A Hybrid Conditional Diffusion-DeepONet Framework for High-Fidelity Stress Prediction in Hyperelastic Materials

Abstract

Predicting stress fields in hyperelastic materials with complex microstructures remains challenging for traditional deep learning surrogates, which struggle to capture both sharp stress concentrations and the wide dynamic range of stress magnitudes. Convolutional architectures such as UNet tend to oversmooth high-frequency gradients, while neural operators like DeepONet exhibit spectral bias and underpredict localized extremes. Diffusion models can recover fine-scale structure but often introduce low-frequency amplitude drift, degrading physical scaling. To address these limitations, we propose a hybrid surrogate framework, cDDPM-DeepONet, that decouples stress morphology from magnitude. A conditional denoising diffusion probabilistic model (cDDPM), built on a UNet backbone, generates normalized von Mises stress fields conditioned on geometry and loading. In parallel, a modified DeepONet predicts global scaling parameters (minimum and maximum stress), enabling reconstruction of full-resolution physical stress maps. This separation allows the diffusion model to focus on spatial structure while the operator network corrects global amplitude, mitigating spectral and scaling biases. We evaluate the framework on nonlinear hyperelastic datasets with single and multiple polygonal voids. The proposed model consistently outperforms UNet, DeepONet, and standalone cDDPM baselines by one to two orders of magnitude. Spectral analysis shows strong agreement with finite element solutions across all wavenumbers, preserving both global behavior and localized stress concentrations.

Figures (12)

• Figure 1: Description of the denoising diffusion framework for stress map prediction conditioned by the geometry and loading. The scaled stress maps are learned by the UNet in the conditional DDPM, and the minimum $\&$ maximum von Mises stresses are learned by the DeepONet. A CNN-based encoder is used for feature representation and is used to condition the UNet. The learned scaling and stress maps are combined to get the final stress maps.

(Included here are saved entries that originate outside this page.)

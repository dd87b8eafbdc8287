//! Market depth CSV ingress adapter
//!
//! Strict positional format, one order per line:
//!
//! ```text
//! productId,price,quantity,side{BID|OFFER}
//! ```
//!
//! Lines arrive batched: `2 x depth` consecutive lines describe one full
//! book for one product, and each completed batch is published as a single
//! wholesale book replacement. A malformed line, a product change inside a
//! batch, an unknown product or a truncated final batch fails the whole
//! feed.

use crate::service::MarketDataService;
use std::io::BufRead;
use tracing::{info, warn};
use types::errors::DeskError;
use types::order::{Order, OrderBook, PricingSide};
use types::price::parse_price;
use types::refdata::ReferenceData;

/// Feed depth records from `reader` into the service.
///
/// Returns the number of books published.
pub fn ingest_market_data<R: BufRead>(
    reader: R,
    refdata: &ReferenceData,
    service: &mut MarketDataService,
) -> Result<u64, DeskError> {
    let batch_size = service.config().depth * 2;
    let mut published = 0u64;

    let mut batch_product: Option<String> = None;
    let mut bid_stack: Vec<Order> = Vec::new();
    let mut offer_stack: Vec<Order> = Vec::new();
    let mut batch_lines = 0usize;
    let mut line_number = 0u64;

    for (index, line) in reader.lines().enumerate() {
        line_number = index as u64 + 1;
        let line = line?;
        if line.is_empty() {
            continue;
        }

        let fields: Vec<&str> = line.split(',').collect();
        if fields.len() != 4 {
            warn!(line = line_number, "malformed depth record");
            return Err(DeskError::MalformedRecord {
                line: line_number,
                reason: format!("expected 4 fields, got {}", fields.len()),
            });
        }

        let product_id = fields[0];
        match &batch_product {
            None => batch_product = Some(product_id.to_string()),
            Some(current) if current != product_id => {
                return Err(DeskError::MalformedRecord {
                    line: line_number,
                    reason: format!(
                        "product changed mid-batch: {} then {}",
                        current, product_id
                    ),
                });
            }
            Some(_) => {}
        }

        let price = parse_price(fields[1]).map_err(|err| DeskError::MalformedRecord {
            line: line_number,
            reason: err.to_string(),
        })?;
        let quantity: u64 = fields[2].parse().map_err(|_| DeskError::MalformedRecord {
            line: line_number,
            reason: format!("bad quantity: {}", fields[2]),
        })?;
        let side = PricingSide::from_label(fields[3]).map_err(|err| DeskError::MalformedRecord {
            line: line_number,
            reason: err.to_string(),
        })?;

        match side {
            PricingSide::BID => bid_stack.push(Order::new(price, quantity, side)),
            PricingSide::OFFER => offer_stack.push(Order::new(price, quantity, side)),
        }
        batch_lines += 1;

        if batch_lines == batch_size {
            let id = batch_product.take().unwrap_or_default();
            let product = refdata.product(&id)?;
            service.on_message(OrderBook::new(
                product,
                std::mem::take(&mut bid_stack),
                std::mem::take(&mut offer_stack),
            ))?;
            published += 1;
            batch_lines = 0;
        }
    }

    if batch_lines != 0 {
        return Err(DeskError::MalformedRecord {
            line: line_number,
            reason: format!(
                "truncated depth batch: {} of {} lines",
                batch_lines, batch_size
            ),
        });
    }

    info!(books = published, "market data feed complete");
    Ok(published)
}

#[cfg(test)]
mod tests {
    use super::*;
    use crate::service::BookConfig;
    use rust_decimal::Decimal;
    use std::io::Cursor;

    fn service(depth: usize) -> MarketDataService {
        MarketDataService::new(BookConfig { depth })
    }

    fn two_level_batch(product_id: &str) -> String {
        format!(
            "{p},99-310,10000000,BID\n{p},100-010,10000000,OFFER\n\
             {p},99-300,20000000,BID\n{p},100-020,20000000,OFFER\n",
            p = product_id
        )
    }

    #[test]
    fn test_batch_publishes_one_book() {
        let mut service = service(2);
        let published = ingest_market_data(
            Cursor::new(two_level_batch("91282CLY5")),
            &ReferenceData::us_treasuries(),
            &mut service,
        )
        .unwrap();
        assert_eq!(published, 1);

        let book = service.get("91282CLY5");
        assert_eq!(book.bid_stack.len(), 2);
        assert_eq!(book.offer_stack.len(), 2);

        let top = book.best_bid_offer();
        assert_eq!(top.bid.price, parse_price("99-310").unwrap());
        assert_eq!(top.offer.price, parse_price("100-010").unwrap());
        assert_eq!(top.spread(), Decimal::from(16) / Decimal::from(256));
    }

    #[test]
    fn test_consecutive_batches_replace() {
        let mut service = service(2);
        let feed = format!("{}{}", two_level_batch("91282CLY5"), two_level_batch("91282CMB4"));
        let published = ingest_market_data(
            Cursor::new(feed),
            &ReferenceData::us_treasuries(),
            &mut service,
        )
        .unwrap();
        assert_eq!(published, 2);
        assert_eq!(service.get("91282CLY5").bid_stack.len(), 2);
        assert_eq!(service.get("91282CMB4").bid_stack.len(), 2);
    }

    #[test]
    fn test_truncated_batch_fails() {
        let mut service = service(2);
        let feed = "91282CLY5,99-310,10000000,BID\n";
        let result = ingest_market_data(
            Cursor::new(feed),
            &ReferenceData::us_treasuries(),
            &mut service,
        );
        assert!(matches!(result, Err(DeskError::MalformedRecord { .. })));
    }

    #[test]
    fn test_product_change_mid_batch_fails() {
        let mut service = service(2);
        let feed = "91282CLY5,99-310,10000000,BID\n91282CMB4,100-010,10000000,OFFER\n";
        let result = ingest_market_data(
            Cursor::new(feed),
            &ReferenceData::us_treasuries(),
            &mut service,
        );
        assert!(matches!(
            result,
            Err(DeskError::MalformedRecord { line: 2, .. })
        ));
    }

    #[test]
    fn test_bad_side_fails() {
        let mut service = service(1);
        let feed = "91282CLY5,99-310,10000000,ASK\n91282CLY5,100-010,10000000,OFFER\n";
        let result = ingest_market_data(
            Cursor::new(feed),
            &ReferenceData::us_treasuries(),
            &mut service,
        );
        assert!(matches!(
            result,
            Err(DeskError::MalformedRecord { line: 1, .. })
        ));
    }
}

• Figure 2: Datasets used for evaluation: The first dataset contains single void and loading values as input to predict the von Mises stress maps. The second dataset comprises geometries with multiple voids, which, along with loading values, are used to estimate the stress.

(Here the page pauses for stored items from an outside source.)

//! Per-book position breakdowns

use crate::product::Product;
use serde::{Deserialize, Serialize};
use std::collections::BTreeMap;

/// Signed position in one product, broken down by desk book
///
/// The aggregate across books is always derived at query time; it is never
/// stored, so the per-book breakdown and the aggregate cannot drift apart.
/// A `BTreeMap` keeps book iteration order deterministic for projections
/// and tests.
#[derive(Debug, Clone, Default, PartialEq, Serialize, Deserialize)]
pub struct Position {
    pub product: Product,
    positions: BTreeMap<String, i64>,
}

impl Position {
    pub fn new(product: Product) -> Self {
        Self {
            product,
            positions: BTreeMap::new(),
        }
    }

    /// Signed quantity held in one book; zero when the book has never traded
    pub fn position(&self, book: &str) -> i64 {
        self.positions.get(book).copied().unwrap_or(0)
    }

    /// All per-book quantities in book-name order
    pub fn books(&self) -> &BTreeMap<String, i64> {
        &self.positions
    }

    /// Add a signed quantity into one book
    pub fn add(&mut self, book: impl Into<String>, quantity: i64) {
        *self.positions.entry(book.into()).or_insert(0) += quantity;
    }

    /// Aggregate position: the sum across every book
    pub fn aggregate(&self) -> i64 {
        self.positions.values().sum()
    }
}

• Figure 3: Comparison of ground truth FEM stress maps, UNet, cDDPM and cDDPM-DeepONet predictions for single-void (\ref{['fig:DS1_models']}) and multiple-void (\ref{['fig:DS2_models']}) hyperelastic datasets.
• Figure 4: Randomly selected sample from the single-void dataset: Comparison of cDDPM-DeepONet predictions and FEM stress maps. The stress maps in the upper row compare the hybrid model's predictions with the ground-truth FEM results, showing excellent visual correlation and very low absolute error. The line plots illustrate the accurate pixel-wise matching of model outputs and FE along specific horizontal and vertical cross-sections.

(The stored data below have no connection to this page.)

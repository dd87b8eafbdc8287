//! Market data service
//!
//! Holds the latest full-depth order book per product, replaced wholesale
//! on every update, and feeds the crossing engine. Depth records enter
//! through the CSV ingress adapter in `ingest`.

pub mod ingest;
pub mod service;

pub use ingest::ingest_market_data;
pub use service::{BookConfig, MarketDataService};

• Figure 5: Randomly selected sample from the multiple-void dataset: Comparison of predicted and FEM stress maps. The FEM ground truth and cDDPM-DeepONet hybrid predicted stress maps show strong visual agreement, especially in the regions of high stress concentration induced by the inclusions. The absolute error map confirms this accuracy, showing consistently low error values across the domain. The horizontal and vertical mid-section plots provide quantitative validation, showing that the hybrid model's predicted stress profile closely matches the ground truth across the respective cross-sections.